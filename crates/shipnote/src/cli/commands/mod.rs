//! CLI commands

mod blocks;
mod check;
mod format;
mod init;
mod input;

pub use blocks::BlocksCommand;
pub use check::CheckCommand;
pub use format::FormatCommand;
pub use init::InitCommand;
***
**What the exercise asks**
Repeat the material exactly. Every line should match.

**Response to the exercise**
filename crates/shipnote/src/cli/commands/mod.rs
//! CLI commands

mod blocks;
mod check;
mod format;
mod init;
mod input;

pub use blocks::BlocksCommand;
pub use check::CheckCommand;
pub use format::FormatCommand;
pub use init::InitCommand;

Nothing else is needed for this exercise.